試合後、円陣で指示を出す森保監督(撮影・西海健太郎)
Photo By スポニチ

日本が最後にオーストラリアに敗れたのは15年前のことだという。以来、戦績の上では日本が圧倒的に優勢だったこともあり、今回、日本人のみならず、第三者の予想でも日本の勝利を予想する声が大多数を占めていた。それだけに、引き分けという結果は多くの人々に驚きと失望をもたらしたことだろう。

だが、この試合が最終予選の初戦であれば、受け止め方はずいぶんと違ったものになっていたかもしれない。

日本は、オーストラリアにただの1本も枠内シュートを打たせていなかったからである。

これまで、アジアの圧倒的な格下相手にならば、1本のシュートも打たせずに試合を終えたこともあった。だが、曲がりなりにもW杯常連国を相手に、GKがフィード以外の仕事をしないまま終わったことはなかった。

冷静に考えてみると、これ、相当にとんでもないことである。

だが、9月シリーズの2試合で12点を挙げ、5日前に敵地でサウジを下していたことが、この日の埼玉で起きたとんでもない内実を、完全にボヤけさせてしまった。日本凄い、どんなチームにとってもなかなかできることではない......という感想ではなく、それどころか失望感さえ呼び起こしてしまった。

さらに驚くべきは、これほどまでにオーストラリアに何もさせなかった日本は、最高の出来どころか平均点以下の内容だった、ということである。

谷口のオウンゴールは仕方がないにしても、この日の日本は相当にミスが多かった。堂安、久保がイヤなところでボールをロストするシーンがあったかと思えば、三笘や伊東のつまらないミスもあった。体調不良の遠藤に代わって入った田中も、穴を埋めた、あるいは自分らしさを出したとはとても言えない出来だった。

当然、選手たちも自分たちの出来の悪さは感じていたはずだが、にもかかわらず、先制点を奪われても全く焦りを感じさせなかったのは凄い。チームから伝わってくる雰囲気は、半年前、アジア杯で相手にゴールを奪われた際とはまるで違うものになっていた。
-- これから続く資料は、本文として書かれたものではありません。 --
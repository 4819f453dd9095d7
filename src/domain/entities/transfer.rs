//! Transfer progress reported by download trackers.

/// Snapshot of an in-progress download.
#[derive(Debug, Clone, Copy, PartialEq, Eq, Default)]
pub struct ProgressInfo {
    /// Bytes received so far.
    pub bytes_received: u64,
    /// Expected size, when the server announced one.
    pub total_bytes: Option<u64>,
}

impl ProgressInfo {
    /// Creates a progress snapshot.
    #[must_use]
    pub const fn new(bytes_received: u64, total_bytes: Option<u64>) -> Self {
        Self {
            bytes_received,
            total_bytes,
        }
    }

    /// Completed fraction in `0.0..=1.0`, or `None` when indeterminate.
    #[must_use]
    #[allow(clippy::cast_precision_loss)]
    pub fn fraction(&self) -> Option<f32> {
        match self.total_bytes {
            Some(0) | None => None,
            Some(total) => Some((self.bytes_received.min(total) as f64 / total as f64) as f32),
        }
    }
}

#[cfg(test)]
mod tests {
    use super::*;

    #[test]
    fn test_fraction() {
        assert_eq!(ProgressInfo::new(50, Some(200)).fraction(), Some(0.25));
        assert_eq!(ProgressInfo::new(500, Some(200)).fraction(), Some(1.0));
        assert_eq!(ProgressInfo::new(50, None).fraction(), None);
        assert_eq!(ProgressInfo::new(0, Some(0)).fraction(), None);
    }
}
この試合が、この内容が最終予選の初戦だったとしたら、たぶん、わたしは日本の圧倒的な安定感に舌を巻いていたことだろう。オーストラリア相手のこの内容は凄い、凄すぎる、と。

だが、残念ながらこの試合は最終予選の4試合目で、わたし自身、失望もしているしちょっとした怒りすら覚えている。特に、相手に1本も枠内シュートを打たせなかった点は評価できるにしても、相手GKを疲労困憊(こんぱい)の状態に追い込めなかったことに関しては、大いに不満がある。

もちろん、違う見方をすれば、枠内シュートを1本も放てないほど、オーストラリアが守備に全精力を注ぎ込んでいた、ということもできる。日本相手に敵地で引き分けたことで、前の試合から指揮を執るポポビッチ監督の評価は高まるのかもしれないが、個人的には、日本を内容で圧倒しようとしたサウジのマンチーニ監督の方にシンパシーを覚える。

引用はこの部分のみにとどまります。